INFORMATION SHOWN:
▶

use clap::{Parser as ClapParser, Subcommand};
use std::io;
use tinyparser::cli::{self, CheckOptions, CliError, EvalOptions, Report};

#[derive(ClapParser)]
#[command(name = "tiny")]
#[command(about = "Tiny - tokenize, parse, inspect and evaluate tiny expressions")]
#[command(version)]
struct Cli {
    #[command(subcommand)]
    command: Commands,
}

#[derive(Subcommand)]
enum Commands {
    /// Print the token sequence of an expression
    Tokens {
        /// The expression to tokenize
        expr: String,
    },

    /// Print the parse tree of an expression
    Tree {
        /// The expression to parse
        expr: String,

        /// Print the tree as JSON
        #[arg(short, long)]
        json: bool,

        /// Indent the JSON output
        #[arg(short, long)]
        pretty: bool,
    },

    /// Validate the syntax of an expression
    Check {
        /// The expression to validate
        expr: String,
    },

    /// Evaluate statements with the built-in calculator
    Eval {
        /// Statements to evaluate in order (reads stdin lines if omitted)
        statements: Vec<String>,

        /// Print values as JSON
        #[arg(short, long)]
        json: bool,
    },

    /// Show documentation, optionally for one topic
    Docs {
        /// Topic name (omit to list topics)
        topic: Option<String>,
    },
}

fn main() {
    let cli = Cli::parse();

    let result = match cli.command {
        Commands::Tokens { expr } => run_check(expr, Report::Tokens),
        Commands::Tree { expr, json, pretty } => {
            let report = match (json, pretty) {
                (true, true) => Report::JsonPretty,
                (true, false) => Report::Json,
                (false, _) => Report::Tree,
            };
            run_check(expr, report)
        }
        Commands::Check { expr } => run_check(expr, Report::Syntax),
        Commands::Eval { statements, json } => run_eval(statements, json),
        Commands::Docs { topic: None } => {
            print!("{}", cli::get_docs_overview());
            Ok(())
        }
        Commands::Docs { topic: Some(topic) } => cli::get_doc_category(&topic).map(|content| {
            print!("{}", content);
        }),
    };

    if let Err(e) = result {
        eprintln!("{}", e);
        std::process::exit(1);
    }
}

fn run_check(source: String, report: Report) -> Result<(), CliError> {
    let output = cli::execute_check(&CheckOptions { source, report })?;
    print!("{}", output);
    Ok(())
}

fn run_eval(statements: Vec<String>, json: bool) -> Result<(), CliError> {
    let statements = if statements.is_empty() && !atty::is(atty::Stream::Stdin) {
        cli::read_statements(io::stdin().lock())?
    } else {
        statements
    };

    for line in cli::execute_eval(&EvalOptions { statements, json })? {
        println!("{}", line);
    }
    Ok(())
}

◀
▶

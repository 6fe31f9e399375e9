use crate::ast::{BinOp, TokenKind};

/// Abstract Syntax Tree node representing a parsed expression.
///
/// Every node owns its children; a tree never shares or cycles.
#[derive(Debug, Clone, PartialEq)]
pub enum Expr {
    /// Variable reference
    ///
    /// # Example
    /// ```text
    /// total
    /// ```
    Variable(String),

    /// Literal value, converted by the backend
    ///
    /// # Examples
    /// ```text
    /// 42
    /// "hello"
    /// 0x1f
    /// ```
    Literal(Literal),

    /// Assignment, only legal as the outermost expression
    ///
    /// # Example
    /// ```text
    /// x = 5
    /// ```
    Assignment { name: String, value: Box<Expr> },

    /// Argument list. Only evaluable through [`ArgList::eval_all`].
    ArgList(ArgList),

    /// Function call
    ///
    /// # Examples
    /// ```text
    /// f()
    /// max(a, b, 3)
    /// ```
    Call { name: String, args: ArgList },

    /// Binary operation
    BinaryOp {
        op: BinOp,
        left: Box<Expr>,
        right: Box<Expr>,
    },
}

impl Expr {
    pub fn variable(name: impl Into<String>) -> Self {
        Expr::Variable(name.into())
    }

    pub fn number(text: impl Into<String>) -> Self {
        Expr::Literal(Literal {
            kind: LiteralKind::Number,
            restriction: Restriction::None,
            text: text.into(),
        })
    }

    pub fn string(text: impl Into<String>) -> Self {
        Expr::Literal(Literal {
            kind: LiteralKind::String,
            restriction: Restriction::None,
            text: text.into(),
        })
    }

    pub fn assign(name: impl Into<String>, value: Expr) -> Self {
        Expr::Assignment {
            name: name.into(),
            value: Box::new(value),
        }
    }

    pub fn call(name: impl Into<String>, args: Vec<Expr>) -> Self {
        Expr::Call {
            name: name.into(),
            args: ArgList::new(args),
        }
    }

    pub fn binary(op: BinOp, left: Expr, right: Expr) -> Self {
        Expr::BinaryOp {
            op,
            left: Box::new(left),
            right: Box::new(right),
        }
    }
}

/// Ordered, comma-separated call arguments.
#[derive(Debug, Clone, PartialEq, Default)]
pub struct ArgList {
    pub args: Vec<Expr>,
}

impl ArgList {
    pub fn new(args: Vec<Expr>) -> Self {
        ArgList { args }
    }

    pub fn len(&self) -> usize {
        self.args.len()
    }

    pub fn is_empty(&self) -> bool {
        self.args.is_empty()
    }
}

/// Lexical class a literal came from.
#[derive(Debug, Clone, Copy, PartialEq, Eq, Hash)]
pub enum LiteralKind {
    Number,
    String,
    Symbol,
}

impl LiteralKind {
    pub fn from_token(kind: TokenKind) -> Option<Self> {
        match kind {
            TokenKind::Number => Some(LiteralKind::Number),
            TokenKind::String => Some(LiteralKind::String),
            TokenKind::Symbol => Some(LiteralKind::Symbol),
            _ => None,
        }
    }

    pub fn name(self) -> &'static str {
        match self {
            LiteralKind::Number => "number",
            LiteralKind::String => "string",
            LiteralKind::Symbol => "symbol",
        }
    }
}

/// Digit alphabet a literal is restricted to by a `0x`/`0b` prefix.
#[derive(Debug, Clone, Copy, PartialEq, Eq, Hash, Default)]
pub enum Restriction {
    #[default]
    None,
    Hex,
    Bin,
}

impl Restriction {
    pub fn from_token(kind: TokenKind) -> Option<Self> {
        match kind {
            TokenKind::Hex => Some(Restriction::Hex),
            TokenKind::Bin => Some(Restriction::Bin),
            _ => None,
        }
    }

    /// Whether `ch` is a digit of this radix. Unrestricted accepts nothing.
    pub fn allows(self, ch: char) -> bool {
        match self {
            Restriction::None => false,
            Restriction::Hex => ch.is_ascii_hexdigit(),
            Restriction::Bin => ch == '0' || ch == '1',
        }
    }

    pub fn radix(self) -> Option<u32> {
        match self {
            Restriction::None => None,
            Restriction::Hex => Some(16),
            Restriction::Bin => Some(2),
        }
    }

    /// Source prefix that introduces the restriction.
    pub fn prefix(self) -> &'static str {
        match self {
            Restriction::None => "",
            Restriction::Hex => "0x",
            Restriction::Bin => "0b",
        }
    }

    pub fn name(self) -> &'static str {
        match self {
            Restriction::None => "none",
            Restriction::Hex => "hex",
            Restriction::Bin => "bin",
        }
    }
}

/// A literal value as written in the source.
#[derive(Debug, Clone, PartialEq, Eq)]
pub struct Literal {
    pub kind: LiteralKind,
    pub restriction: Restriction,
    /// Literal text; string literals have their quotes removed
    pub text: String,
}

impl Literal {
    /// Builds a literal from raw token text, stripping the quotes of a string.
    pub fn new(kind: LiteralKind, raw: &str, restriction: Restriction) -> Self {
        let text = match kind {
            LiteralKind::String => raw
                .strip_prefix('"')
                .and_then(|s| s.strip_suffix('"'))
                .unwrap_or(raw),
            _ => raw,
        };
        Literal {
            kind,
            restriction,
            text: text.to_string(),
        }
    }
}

◀

EXERCISE INSTRUCTIONS: In the listing above, locate the line containing "sequence of an expression" and the line containing "fn run_eval(statements: Vec<String>, json: bool)", then transcribe both and every line between them verbatim.

ANSWER BOX:
    /// Print the token sequence of an expression
    Tokens {
        /// The expression to tokenize
        expr: String,
    },

    /// Print the parse tree of an expression
    Tree {
        /// The expression to parse
        expr: String,

        /// Print the tree as JSON
        #[arg(short, long)]
        json: bool,

        /// Indent the JSON output
        #[arg(short, long)]
        pretty: bool,
    },

    /// Validate the syntax of an expression
    Check {
        /// The expression to validate
        expr: String,
    },

    /// Evaluate statements with the built-in calculator
    Eval {
        /// Statements to evaluate in order (reads stdin lines if omitted)
        statements: Vec<String>,

        /// Print values as JSON
        #[arg(short, long)]
        json: bool,
    },

    /// Show documentation, optionally for one topic
    Docs {
        /// Topic name (omit to list topics)
        topic: Option<String>,
    },
}

fn main() {
    let cli = Cli::parse();

    let result = match cli.command {
        Commands::Tokens { expr } => run_check(expr, Report::Tokens),
        Commands::Tree { expr, json, pretty } => {
            let report = match (json, pretty) {
                (true, true) => Report::JsonPretty,
                (true, false) => Report::Json,
                (false, _) => Report::Tree,
            };
            run_check(expr, report)
        }
        Commands::Check { expr } => run_check(expr, Report::Syntax),
        Commands::Eval { statements, json } => run_eval(statements, json),
        Commands::Docs { topic: None } => {
            print!("{}", cli::get_docs_overview());
            Ok(())
        }
        Commands::Docs { topic: Some(topic) } => cli::get_doc_category(&topic).map(|content| {
            print!("{}", content);
        }),
    };

    if let Err(e) = result {
        eprintln!("{}", e);
        std::process::exit(1);
    }
}

fn run_check(source: String, report: Report) -> Result<(), CliError> {
    let output = cli::execute_check(&CheckOptions { source, report })?;
    print!("{}", output);
    Ok(())
}

fn run_eval(statements: Vec<String>, json: bool) -> Result<(), CliError> {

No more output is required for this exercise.